WHAT NEEDS TO BE DONE | Every line of the listing that contains the word "bodies" is to be copied out.

++++

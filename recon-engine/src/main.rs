//! recon-engine - Transaction file reconciliation runner
//!
//! Collects input files, pushes each one through the remote pipeline
//! (submit → parse → synchronize → reconcile) and prints one audit row per
//! file. Optionally writes the full audit report as JSON.

use anyhow::{Context, Result};
use clap::Parser;
use recon_engine::models::AuditRecord;
use recon_engine::services::{collect_inputs, BatchStatistics};
use recon_engine::{FlowOrchestrator, ReconConfig};
use serde::Serialize;
use std::path::PathBuf;
use std::sync::Arc;
use tracing::{info, warn};
use tracing_subscriber::{layer::SubscriberExt, util::SubscriberInitExt};

/// Command-line arguments for recon-engine
#[derive(Parser, Debug)]
#[command(name = "recon-engine")]
#[command(about = "Upload transaction files to the reconciliation pipeline")]
#[command(version)]
struct Args {
    /// Files or directories to process (directories are walked for .txt files)
    #[arg(required_unless_present = "write_default_config")]
    inputs: Vec<PathBuf>,

    /// Config file (overrides RECON_CONFIG and the platform config file)
    #[arg(short, long)]
    config: Option<PathBuf>,

    /// Classify only against this queue's rules
    #[arg(short, long)]
    queue: Option<String>,

    /// Write the audit report as JSON to this path
    #[arg(short, long)]
    report: Option<PathBuf>,

    /// Write the built-in default configuration to this path and exit
    #[arg(long, value_name = "PATH")]
    write_default_config: Option<PathBuf>,
}

#[derive(Serialize)]
struct ReportDocument<'a> {
    generated_at: chrono::DateTime<chrono::Utc>,
    statistics: &'a BatchStatistics,
    records: &'a [AuditRecord],
}

#[tokio::main]
async fn main() -> Result<()> {
    let args = Args::parse();

    if let Some(path) = &args.write_default_config {
        recon_common::config::write_toml_config(&ReconConfig::default(), path)
            .with_context(|| format!("Failed to write default config to {}", path.display()))?;
        println!("Default configuration written to {}", path.display());
        return Ok(());
    }

    let (config, config_source) =
        ReconConfig::load(args.config.as_deref()).context("Failed to load configuration")?;

    // Initialize tracing (RUST_LOG wins over the configured level)
    tracing_subscriber::registry()
        .with(
            tracing_subscriber::EnvFilter::try_from_default_env().unwrap_or_else(|_| {
                format!("recon_engine={level},recon_common={level}", level = config.logging.level)
                    .into()
            }),
        )
        .with(tracing_subscriber::fmt::layer())
        .init();

    info!("Starting recon-engine v{}", env!("CARGO_PKG_VERSION"));
    match &config_source {
        Some(path) => info!("Configuration: {}", path.display()),
        None => info!("Configuration: built-in defaults"),
    }
    info!(
        "Queues: {}",
        config
            .queues
            .iter()
            .map(|q| q.name.as_str())
            .collect::<Vec<_>>()
            .join(", ")
    );

    if let Some(queue) = &args.queue {
        if config.queue(queue).is_none() {
            anyhow::bail!("Unknown queue '{}'", queue);
        }
    }

    let intake = collect_inputs(&args.inputs).context("Failed to collect input files")?;
    for skipped in &intake.skipped {
        warn!("Not eligible for upload, skipping: {}", skipped.display());
    }
    info!("{} input files selected", intake.files.len());

    let orchestrator = FlowOrchestrator::new(Arc::new(config));
    let report = orchestrator
        .process_inputs(&intake.files, args.queue.as_deref())
        .await;
    let statistics = BatchStatistics::from_records(report.records());

    print_table(report.records());
    println!();
    println!("{}", statistics.display_string());
    println!(
        "Records processed: {}  IDs reconciled: {}",
        statistics.total_processed, statistics.total_reconciled
    );

    if let Some(path) = &args.report {
        let document = ReportDocument {
            generated_at: recon_common::time::now(),
            statistics: &statistics,
            records: report.records(),
        };
        let json = serde_json::to_string_pretty(&document)?;
        std::fs::write(path, json)
            .with_context(|| format!("Failed to write report to {}", path.display()))?;
        info!("Audit report written to {}", path.display());
    }

    Ok(())
}

fn print_table(records: &[AuditRecord]) {
    println!(
        "{:<32} {:<8} {:<32} {:>9} {:>7} {:>10}  DETAIL",
        "FILE", "QUEUE", "STATUS", "PROCESSED", "FAILED", "RECONCILED"
    );
    for record in records {
        println!(
            "{:<32} {:<8} {:<32} {:>9} {:>7} {:>10}  {}",
            record.filename,
            record.queue.as_deref().unwrap_or("-"),
            record.status.label(),
            record.processed_count,
            record.failed_count,
            record.reconciled_count,
            record.detail_message
        );
    }
}
//! recon-engine library interface
//!
//! Upload-and-reconcile orchestration for transaction files: classify by
//! filename, validate content, push through the remote pipeline
//! (submit → parse → synchronize → reconcile) and report one audit record
//! per file.

pub mod config;
pub mod error;
pub mod models;
pub mod services;

pub use crate::config::ReconConfig;
pub use crate::error::StageError;
pub use crate::models::{AuditRecord, AuditReport, TerminalStatus, UploadRequest};
pub use crate::services::FlowOrchestrator;
//! Defensive decoding of pipeline response bodies
//!
//! The remote API returns loosely structured JSON (list-or-object, optional
//! nesting, counters as numbers or strings). Every counter that comes out of
//! here is a non-negative integer; anything malformed counts as 0.

use crate::error::StageError;
use crate::models::{DetectedCounts, SyncState};
use serde_json::{Map, Value};

const PROCESSED_KEY: &str = "processed_record";
const FAILED_KEY: &str = "failed_record";

/// Coerce a JSON value into a non-negative counter
pub fn coerce_count(value: &Value) -> u64 {
    match value {
        Value::Number(n) => n
            .as_u64()
            .or_else(|| {
                n.as_f64()
                    .filter(|f| f.is_finite() && *f >= 0.0)
                    .map(|f| f.trunc() as u64)
            })
            .unwrap_or(0),
        Value::String(s) => s.trim().parse::<u64>().unwrap_or(0),
        _ => 0,
    }
}

fn counter(object: &Map<String, Value>, key: &str) -> u64 {
    object.get(key).map(coerce_count).unwrap_or(0)
}

/// Sum step counters across all processes of a parse-trigger response
///
/// Accepted shapes:
/// - `[process, ...]`
/// - `{"processes": [process, ...]}` or `{"data": [process, ...]}`
/// - a single `process`
///
/// where `process = {"steps": [{"processed_record": n, "failed_record": m}, ...]}`.
/// A process without `steps` contributes its own counters, if any.
pub fn detected_counts_from_value(value: &Value) -> DetectedCounts {
    let processes: Vec<&Value> = match value {
        Value::Array(items) => items.iter().collect(),
        Value::Object(map) => match map.get("processes").or_else(|| map.get("data")) {
            Some(Value::Array(items)) => items.iter().collect(),
            Some(single @ Value::Object(_)) => vec![single],
            _ => vec![value],
        },
        _ => Vec::new(),
    };

    let mut counts = DetectedCounts::default();
    for process in processes {
        let Value::Object(process) = process else {
            continue;
        };

        match process.get("steps") {
            Some(Value::Array(steps)) => {
                for step in steps.iter().filter_map(Value::as_object) {
                    counts.processed = counts.processed.saturating_add(counter(step, PROCESSED_KEY));
                    counts.failed = counts.failed.saturating_add(counter(step, FAILED_KEY));
                }
            }
            Some(_) => {}
            None => {
                counts.processed = counts.processed.saturating_add(counter(process, PROCESSED_KEY));
                counts.failed = counts.failed.saturating_add(counter(process, FAILED_KEY));
            }
        }
    }

    counts
}

/// Parse-trigger body to detected counts; unparseable bodies yield `(0, 0)`
pub fn parse_detected_counts(body: &str) -> DetectedCounts {
    match serde_json::from_str::<Value>(body) {
        Ok(value) => detected_counts_from_value(&value),
        Err(e) => {
            tracing::debug!(error = %e, "Parse-trigger body is not JSON, treating as 0/0");
            DetectedCounts::default()
        }
    }
}

/// Synchronize body to counters, unwrapping a leading list element
pub fn sync_state_from_value(value: &Value) -> SyncState {
    let object = match value {
        Value::Array(items) => items.first().and_then(Value::as_object),
        Value::Object(map) => Some(map),
        _ => None,
    };

    object
        .map(|map| SyncState::new(counter(map, PROCESSED_KEY), counter(map, FAILED_KEY)))
        .unwrap_or_default()
}

pub fn parse_sync_state(body: &str) -> Result<SyncState, StageError> {
    let value: Value =
        serde_json::from_str(body).map_err(|e| StageError::Parse(e.to_string()))?;
    Ok(sync_state_from_value(&value))
}

/// Number of reconciled ids: a raw list, or a list under `data` / `steps`
pub fn reconciled_count_from_value(value: &Value) -> u64 {
    let ids = match value {
        Value::Array(items) => Some(items),
        Value::Object(map) => ["data", "steps"]
            .iter()
            .find_map(|key| map.get(*key).and_then(Value::as_array)),
        _ => None,
    };

    ids.map(|items| items.len() as u64).unwrap_or(0)
}

pub fn parse_reconciled_count(body: &str) -> Result<u64, StageError> {
    let value: Value =
        serde_json::from_str(body).map_err(|e| StageError::Parse(e.to_string()))?;
    Ok(reconciled_count_from_value(&value))
}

++++

WRITTEN RESPONSE |
//! Defensive decoding of pipeline response bodies
/// Parse-trigger body to detected counts; unparseable bodies yield `(0, 0)`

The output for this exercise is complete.